(Stored items)
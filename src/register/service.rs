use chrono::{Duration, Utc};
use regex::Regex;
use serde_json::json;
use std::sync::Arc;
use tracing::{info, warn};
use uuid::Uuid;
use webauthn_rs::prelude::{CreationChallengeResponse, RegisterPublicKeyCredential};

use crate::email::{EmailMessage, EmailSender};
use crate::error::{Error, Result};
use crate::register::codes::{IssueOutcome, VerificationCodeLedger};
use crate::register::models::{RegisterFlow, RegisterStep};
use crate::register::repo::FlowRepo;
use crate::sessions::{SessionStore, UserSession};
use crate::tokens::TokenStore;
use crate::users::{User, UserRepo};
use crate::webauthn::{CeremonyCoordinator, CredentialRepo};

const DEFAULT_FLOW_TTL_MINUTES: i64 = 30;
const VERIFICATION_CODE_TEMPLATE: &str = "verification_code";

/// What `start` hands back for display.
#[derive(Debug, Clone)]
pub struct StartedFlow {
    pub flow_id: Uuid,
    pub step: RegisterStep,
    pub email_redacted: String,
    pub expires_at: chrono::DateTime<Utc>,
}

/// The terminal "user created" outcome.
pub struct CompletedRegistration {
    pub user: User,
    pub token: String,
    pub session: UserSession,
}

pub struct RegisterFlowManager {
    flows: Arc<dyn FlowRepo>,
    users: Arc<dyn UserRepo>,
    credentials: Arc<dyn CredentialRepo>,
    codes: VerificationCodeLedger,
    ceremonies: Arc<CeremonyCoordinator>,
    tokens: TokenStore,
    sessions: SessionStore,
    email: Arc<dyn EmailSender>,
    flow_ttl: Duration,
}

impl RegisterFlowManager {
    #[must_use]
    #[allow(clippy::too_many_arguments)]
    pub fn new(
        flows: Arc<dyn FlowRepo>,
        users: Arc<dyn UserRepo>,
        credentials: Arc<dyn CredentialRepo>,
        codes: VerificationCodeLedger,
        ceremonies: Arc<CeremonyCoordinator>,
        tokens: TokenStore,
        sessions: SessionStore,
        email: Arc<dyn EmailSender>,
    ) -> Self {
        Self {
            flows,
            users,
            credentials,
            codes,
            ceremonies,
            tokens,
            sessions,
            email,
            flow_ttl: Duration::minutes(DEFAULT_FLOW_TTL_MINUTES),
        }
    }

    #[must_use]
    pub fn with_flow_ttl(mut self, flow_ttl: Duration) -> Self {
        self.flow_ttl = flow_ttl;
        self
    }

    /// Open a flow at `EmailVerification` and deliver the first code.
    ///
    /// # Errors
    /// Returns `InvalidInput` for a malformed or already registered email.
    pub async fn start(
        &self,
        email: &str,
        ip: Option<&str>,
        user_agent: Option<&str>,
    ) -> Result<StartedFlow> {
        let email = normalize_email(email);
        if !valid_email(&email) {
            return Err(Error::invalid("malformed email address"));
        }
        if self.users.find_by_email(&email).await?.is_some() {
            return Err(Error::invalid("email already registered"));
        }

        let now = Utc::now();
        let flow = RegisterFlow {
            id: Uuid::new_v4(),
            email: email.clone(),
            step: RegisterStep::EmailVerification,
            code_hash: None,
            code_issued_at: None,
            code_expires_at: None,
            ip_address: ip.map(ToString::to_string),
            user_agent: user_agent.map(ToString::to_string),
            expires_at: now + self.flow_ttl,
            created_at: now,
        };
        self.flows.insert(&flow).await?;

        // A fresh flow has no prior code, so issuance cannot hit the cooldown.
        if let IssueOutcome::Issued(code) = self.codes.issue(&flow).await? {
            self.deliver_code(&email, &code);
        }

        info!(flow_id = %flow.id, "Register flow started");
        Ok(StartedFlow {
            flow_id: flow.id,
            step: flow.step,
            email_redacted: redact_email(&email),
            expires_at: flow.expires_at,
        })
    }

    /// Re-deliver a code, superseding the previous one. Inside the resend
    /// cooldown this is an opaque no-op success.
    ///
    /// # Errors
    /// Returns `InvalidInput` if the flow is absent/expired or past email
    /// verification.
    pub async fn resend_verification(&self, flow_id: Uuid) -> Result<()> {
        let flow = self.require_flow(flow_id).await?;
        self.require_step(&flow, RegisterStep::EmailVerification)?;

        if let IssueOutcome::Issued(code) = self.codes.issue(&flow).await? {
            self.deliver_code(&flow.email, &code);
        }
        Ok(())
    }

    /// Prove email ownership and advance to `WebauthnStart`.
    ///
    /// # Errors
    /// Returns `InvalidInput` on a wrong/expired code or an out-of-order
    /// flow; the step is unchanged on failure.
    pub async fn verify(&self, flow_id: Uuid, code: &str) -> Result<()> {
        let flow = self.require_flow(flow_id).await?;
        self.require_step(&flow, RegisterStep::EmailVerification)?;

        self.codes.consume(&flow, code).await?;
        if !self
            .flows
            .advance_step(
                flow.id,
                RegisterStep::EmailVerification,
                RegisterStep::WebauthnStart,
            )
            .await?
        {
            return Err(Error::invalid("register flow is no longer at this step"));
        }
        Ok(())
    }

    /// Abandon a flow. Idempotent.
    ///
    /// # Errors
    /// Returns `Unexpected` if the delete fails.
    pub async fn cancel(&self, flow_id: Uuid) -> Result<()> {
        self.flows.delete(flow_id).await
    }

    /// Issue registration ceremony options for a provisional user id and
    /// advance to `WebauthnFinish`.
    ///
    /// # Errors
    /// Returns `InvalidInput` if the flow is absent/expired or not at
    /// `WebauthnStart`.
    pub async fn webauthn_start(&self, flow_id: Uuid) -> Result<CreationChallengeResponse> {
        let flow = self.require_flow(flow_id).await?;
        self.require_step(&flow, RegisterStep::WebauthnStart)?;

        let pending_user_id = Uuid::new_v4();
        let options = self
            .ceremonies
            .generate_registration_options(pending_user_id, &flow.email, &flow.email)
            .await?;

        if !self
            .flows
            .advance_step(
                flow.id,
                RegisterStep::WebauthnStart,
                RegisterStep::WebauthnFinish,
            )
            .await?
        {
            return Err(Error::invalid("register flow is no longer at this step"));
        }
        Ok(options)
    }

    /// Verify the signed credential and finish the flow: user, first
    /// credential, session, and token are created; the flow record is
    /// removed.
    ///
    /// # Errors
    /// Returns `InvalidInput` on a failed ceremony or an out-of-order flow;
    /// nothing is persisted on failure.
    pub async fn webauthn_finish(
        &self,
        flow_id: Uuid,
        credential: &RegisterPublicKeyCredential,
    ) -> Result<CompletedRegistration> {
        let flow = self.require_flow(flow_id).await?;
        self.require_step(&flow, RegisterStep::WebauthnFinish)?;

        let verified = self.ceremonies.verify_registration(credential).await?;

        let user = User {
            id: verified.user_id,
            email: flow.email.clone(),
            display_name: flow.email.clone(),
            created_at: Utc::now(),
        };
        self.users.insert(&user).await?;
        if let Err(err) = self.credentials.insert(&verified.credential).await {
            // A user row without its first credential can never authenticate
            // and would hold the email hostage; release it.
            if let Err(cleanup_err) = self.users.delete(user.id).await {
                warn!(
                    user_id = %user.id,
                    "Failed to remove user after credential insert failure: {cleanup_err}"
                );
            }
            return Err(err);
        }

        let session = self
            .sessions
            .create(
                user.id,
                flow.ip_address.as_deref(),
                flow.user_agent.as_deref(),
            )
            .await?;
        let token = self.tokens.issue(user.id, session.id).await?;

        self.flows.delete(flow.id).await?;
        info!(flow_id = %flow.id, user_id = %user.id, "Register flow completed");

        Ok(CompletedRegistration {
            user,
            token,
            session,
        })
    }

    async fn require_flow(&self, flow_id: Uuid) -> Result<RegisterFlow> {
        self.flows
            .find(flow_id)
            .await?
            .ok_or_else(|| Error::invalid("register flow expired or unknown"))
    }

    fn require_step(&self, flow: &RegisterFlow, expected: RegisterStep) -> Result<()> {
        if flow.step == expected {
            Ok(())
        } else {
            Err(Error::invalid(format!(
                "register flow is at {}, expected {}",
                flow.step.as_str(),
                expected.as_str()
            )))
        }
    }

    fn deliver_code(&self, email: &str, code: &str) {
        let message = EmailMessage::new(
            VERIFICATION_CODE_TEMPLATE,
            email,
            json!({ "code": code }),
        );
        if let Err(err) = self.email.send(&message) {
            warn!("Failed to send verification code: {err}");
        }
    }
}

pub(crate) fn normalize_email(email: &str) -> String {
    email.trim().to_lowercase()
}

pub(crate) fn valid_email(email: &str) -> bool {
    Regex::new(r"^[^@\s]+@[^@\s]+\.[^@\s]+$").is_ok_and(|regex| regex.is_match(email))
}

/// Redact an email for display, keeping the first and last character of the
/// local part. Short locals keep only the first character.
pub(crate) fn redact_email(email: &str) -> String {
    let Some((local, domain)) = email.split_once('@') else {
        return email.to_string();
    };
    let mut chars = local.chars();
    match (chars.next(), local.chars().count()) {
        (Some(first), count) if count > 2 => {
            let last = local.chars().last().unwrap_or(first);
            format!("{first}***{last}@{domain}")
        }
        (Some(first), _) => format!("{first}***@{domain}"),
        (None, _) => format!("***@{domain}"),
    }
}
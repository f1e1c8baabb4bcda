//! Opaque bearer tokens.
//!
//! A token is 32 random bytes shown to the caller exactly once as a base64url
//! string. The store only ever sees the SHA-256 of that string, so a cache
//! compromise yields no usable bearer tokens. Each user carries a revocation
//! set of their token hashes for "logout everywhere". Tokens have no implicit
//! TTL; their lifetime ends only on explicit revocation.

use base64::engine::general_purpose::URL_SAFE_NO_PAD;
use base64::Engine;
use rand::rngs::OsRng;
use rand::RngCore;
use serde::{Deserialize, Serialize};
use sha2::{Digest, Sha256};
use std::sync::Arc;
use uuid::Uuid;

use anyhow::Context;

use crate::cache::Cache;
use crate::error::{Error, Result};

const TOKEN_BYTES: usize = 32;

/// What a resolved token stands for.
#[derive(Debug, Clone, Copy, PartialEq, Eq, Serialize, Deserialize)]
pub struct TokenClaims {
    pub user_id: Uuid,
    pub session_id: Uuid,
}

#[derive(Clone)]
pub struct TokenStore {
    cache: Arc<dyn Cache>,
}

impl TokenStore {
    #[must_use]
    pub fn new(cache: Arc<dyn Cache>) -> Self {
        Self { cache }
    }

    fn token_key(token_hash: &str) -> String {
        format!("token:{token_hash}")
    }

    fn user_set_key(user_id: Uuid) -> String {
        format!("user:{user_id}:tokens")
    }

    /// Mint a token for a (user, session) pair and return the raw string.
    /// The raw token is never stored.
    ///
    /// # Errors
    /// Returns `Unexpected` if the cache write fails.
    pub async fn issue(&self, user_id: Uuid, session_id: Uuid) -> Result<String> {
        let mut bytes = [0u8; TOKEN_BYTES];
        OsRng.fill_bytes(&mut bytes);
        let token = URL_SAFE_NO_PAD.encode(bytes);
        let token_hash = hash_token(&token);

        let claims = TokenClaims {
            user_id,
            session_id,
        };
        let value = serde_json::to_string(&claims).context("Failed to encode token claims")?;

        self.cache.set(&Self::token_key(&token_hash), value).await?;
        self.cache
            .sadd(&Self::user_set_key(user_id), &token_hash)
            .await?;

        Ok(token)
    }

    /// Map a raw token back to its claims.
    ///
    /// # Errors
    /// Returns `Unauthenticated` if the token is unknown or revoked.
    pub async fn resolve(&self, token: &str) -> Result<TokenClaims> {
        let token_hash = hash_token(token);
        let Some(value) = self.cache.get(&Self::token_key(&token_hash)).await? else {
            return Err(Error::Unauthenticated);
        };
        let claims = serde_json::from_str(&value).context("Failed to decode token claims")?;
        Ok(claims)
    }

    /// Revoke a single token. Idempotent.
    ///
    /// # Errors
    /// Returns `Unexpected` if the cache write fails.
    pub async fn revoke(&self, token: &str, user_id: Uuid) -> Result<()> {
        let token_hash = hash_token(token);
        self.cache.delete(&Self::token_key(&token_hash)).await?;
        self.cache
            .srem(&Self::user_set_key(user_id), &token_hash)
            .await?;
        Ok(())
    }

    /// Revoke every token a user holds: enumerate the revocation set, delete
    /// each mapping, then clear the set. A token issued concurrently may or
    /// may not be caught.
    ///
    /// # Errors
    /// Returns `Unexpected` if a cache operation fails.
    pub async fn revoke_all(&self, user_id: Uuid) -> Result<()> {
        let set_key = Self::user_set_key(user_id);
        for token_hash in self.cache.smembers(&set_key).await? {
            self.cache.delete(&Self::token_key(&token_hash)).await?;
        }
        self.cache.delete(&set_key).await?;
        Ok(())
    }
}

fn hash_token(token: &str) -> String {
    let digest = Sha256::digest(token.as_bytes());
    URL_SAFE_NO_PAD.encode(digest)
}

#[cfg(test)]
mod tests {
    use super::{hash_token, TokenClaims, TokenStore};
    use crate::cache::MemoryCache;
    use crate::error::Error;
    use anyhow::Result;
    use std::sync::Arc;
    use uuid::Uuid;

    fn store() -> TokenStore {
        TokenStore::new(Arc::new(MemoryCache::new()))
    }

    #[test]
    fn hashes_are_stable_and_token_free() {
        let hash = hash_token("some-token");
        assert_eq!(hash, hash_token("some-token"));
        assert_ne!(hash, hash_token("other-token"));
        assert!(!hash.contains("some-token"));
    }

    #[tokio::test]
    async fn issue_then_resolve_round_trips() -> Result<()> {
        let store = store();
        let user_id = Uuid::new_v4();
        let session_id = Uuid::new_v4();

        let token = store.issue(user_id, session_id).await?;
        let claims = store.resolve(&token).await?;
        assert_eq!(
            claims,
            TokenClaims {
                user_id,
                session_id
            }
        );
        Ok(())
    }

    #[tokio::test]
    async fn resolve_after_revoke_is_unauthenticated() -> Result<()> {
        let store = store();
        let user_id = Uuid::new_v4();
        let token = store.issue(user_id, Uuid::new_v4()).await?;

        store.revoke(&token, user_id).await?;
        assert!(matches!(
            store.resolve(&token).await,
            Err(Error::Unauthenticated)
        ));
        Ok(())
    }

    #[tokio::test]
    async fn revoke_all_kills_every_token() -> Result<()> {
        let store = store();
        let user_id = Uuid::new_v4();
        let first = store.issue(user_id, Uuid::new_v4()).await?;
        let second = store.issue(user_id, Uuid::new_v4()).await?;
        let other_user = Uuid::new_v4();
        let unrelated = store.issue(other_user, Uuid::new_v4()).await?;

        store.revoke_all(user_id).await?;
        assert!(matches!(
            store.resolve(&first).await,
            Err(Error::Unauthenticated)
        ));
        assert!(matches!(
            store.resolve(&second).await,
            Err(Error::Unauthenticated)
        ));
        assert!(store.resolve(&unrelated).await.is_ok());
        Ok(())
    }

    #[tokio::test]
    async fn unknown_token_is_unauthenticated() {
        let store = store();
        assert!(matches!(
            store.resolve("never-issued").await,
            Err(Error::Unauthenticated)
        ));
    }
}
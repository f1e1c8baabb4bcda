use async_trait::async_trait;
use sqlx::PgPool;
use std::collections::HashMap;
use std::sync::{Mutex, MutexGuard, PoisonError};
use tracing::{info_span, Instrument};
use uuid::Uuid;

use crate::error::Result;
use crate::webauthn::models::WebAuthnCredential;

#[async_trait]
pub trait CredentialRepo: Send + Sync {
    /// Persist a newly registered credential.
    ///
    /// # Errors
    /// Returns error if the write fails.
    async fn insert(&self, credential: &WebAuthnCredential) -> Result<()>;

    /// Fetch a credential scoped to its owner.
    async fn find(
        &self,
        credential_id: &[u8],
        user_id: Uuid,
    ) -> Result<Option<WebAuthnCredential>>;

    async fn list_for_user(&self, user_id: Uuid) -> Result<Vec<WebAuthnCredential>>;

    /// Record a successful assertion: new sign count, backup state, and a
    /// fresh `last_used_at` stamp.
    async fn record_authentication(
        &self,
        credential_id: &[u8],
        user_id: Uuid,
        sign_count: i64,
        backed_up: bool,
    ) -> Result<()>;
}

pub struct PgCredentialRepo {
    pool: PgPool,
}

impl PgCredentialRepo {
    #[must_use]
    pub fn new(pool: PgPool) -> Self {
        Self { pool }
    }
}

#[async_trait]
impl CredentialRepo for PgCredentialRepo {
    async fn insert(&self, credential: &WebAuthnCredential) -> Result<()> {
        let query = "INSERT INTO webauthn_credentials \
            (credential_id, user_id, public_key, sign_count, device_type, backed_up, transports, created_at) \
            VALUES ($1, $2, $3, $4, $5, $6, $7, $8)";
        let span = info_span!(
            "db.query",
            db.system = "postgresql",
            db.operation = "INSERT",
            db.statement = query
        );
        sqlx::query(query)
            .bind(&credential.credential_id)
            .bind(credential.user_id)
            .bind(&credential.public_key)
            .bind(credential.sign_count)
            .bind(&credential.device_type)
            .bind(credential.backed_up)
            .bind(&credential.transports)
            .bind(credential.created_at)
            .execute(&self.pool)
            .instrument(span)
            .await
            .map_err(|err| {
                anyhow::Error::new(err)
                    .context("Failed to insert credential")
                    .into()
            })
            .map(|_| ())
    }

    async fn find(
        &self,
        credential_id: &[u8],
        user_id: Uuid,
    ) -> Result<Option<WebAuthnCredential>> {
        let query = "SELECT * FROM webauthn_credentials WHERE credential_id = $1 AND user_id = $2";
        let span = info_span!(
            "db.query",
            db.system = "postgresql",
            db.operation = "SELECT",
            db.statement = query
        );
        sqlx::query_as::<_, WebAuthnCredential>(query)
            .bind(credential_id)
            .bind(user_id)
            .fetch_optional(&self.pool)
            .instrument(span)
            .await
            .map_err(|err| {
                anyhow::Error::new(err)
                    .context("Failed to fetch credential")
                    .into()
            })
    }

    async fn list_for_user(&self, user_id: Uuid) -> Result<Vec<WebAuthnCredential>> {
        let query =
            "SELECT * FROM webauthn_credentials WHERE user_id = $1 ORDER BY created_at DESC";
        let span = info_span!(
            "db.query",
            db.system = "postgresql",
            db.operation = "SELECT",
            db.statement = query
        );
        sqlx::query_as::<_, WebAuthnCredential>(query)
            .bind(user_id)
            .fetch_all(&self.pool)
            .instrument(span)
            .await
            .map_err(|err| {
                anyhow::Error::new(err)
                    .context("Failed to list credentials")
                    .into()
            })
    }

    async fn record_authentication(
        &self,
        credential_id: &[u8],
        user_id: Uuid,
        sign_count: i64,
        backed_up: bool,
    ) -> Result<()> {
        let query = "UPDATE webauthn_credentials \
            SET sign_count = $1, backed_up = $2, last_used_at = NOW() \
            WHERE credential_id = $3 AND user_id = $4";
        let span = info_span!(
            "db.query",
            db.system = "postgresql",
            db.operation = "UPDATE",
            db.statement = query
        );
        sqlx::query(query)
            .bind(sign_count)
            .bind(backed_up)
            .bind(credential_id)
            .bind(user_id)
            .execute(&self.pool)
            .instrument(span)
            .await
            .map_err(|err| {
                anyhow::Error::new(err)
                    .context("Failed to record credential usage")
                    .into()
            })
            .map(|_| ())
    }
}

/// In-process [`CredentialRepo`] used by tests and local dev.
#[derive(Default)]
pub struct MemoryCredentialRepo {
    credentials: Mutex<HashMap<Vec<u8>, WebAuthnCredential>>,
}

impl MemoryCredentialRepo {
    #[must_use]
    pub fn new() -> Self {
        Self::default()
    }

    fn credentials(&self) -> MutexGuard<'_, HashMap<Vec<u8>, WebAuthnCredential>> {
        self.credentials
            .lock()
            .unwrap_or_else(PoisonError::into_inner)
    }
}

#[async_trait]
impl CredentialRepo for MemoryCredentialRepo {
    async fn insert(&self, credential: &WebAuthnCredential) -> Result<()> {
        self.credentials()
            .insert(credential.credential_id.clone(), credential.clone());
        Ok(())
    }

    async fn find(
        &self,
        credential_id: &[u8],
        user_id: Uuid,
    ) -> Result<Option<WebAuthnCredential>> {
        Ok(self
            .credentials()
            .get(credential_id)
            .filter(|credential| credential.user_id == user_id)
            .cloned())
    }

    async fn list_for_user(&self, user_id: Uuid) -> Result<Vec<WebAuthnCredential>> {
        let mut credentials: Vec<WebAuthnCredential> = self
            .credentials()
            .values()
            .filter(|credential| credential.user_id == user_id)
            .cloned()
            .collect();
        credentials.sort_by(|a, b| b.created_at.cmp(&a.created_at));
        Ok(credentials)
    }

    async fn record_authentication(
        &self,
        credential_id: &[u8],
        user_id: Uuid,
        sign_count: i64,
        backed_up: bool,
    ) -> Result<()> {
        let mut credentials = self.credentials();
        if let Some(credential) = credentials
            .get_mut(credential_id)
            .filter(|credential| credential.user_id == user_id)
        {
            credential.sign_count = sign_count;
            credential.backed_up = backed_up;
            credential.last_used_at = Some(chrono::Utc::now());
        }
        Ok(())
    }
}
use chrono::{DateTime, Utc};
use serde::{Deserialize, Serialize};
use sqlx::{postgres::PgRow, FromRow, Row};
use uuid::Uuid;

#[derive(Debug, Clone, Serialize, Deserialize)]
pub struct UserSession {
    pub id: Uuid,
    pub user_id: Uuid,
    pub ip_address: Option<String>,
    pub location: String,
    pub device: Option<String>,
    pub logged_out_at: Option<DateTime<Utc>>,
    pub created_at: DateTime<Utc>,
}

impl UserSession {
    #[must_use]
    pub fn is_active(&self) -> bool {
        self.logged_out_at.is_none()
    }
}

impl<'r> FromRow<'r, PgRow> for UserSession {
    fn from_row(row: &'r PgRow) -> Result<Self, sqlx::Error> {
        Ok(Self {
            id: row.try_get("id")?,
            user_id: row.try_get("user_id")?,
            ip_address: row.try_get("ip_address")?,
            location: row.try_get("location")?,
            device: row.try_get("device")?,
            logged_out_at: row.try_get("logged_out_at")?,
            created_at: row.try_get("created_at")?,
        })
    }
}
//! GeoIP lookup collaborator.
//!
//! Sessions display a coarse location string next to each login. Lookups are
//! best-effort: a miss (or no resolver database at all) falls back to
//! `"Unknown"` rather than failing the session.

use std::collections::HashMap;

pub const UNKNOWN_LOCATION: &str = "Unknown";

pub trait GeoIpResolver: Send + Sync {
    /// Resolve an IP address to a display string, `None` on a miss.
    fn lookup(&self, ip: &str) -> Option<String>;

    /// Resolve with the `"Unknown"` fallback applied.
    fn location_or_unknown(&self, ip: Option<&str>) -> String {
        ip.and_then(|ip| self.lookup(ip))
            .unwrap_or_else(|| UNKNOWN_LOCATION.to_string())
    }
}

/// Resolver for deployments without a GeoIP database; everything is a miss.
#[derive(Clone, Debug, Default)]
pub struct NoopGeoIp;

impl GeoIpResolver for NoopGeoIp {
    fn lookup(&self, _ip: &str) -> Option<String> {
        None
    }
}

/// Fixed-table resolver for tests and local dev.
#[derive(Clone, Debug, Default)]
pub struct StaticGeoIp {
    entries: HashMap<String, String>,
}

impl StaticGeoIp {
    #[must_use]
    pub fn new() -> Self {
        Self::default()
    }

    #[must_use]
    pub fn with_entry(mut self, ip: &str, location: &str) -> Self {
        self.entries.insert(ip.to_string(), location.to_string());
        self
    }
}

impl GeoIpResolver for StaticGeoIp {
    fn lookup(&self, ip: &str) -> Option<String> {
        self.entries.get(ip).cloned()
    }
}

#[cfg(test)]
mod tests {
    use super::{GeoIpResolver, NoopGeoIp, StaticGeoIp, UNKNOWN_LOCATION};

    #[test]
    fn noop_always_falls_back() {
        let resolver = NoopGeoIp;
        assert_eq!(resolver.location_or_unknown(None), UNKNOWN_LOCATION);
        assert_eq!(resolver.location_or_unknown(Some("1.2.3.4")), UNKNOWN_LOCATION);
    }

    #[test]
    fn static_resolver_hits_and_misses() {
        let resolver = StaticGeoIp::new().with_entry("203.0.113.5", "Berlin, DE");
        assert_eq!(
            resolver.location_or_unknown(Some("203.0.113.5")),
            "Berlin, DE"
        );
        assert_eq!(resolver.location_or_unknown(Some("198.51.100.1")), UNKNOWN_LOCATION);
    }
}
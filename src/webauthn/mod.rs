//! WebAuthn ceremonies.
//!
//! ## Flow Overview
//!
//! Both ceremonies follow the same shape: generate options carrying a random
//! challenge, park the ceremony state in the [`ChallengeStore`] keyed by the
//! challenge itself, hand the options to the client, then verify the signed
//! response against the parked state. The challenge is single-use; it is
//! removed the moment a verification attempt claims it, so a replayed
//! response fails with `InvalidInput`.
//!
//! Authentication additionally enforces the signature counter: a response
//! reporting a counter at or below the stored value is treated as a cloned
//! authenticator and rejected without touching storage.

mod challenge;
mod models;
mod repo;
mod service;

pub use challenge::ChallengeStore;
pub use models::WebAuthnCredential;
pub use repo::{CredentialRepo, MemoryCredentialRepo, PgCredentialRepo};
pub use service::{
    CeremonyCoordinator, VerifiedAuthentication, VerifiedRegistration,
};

What the exercise asks >> Whenever the word "StaticGeoIp" occurs in a line above, copy that line.

Solution to this task >>
pub struct StaticGeoIp {
impl StaticGeoIp {
impl GeoIpResolver for StaticGeoIp {
    use super::{GeoIpResolver, NoopGeoIp, StaticGeoIp, UNKNOWN_LOCATION};
        let resolver = StaticGeoIp::new().with_entry("203.0.113.5", "Berlin, DE");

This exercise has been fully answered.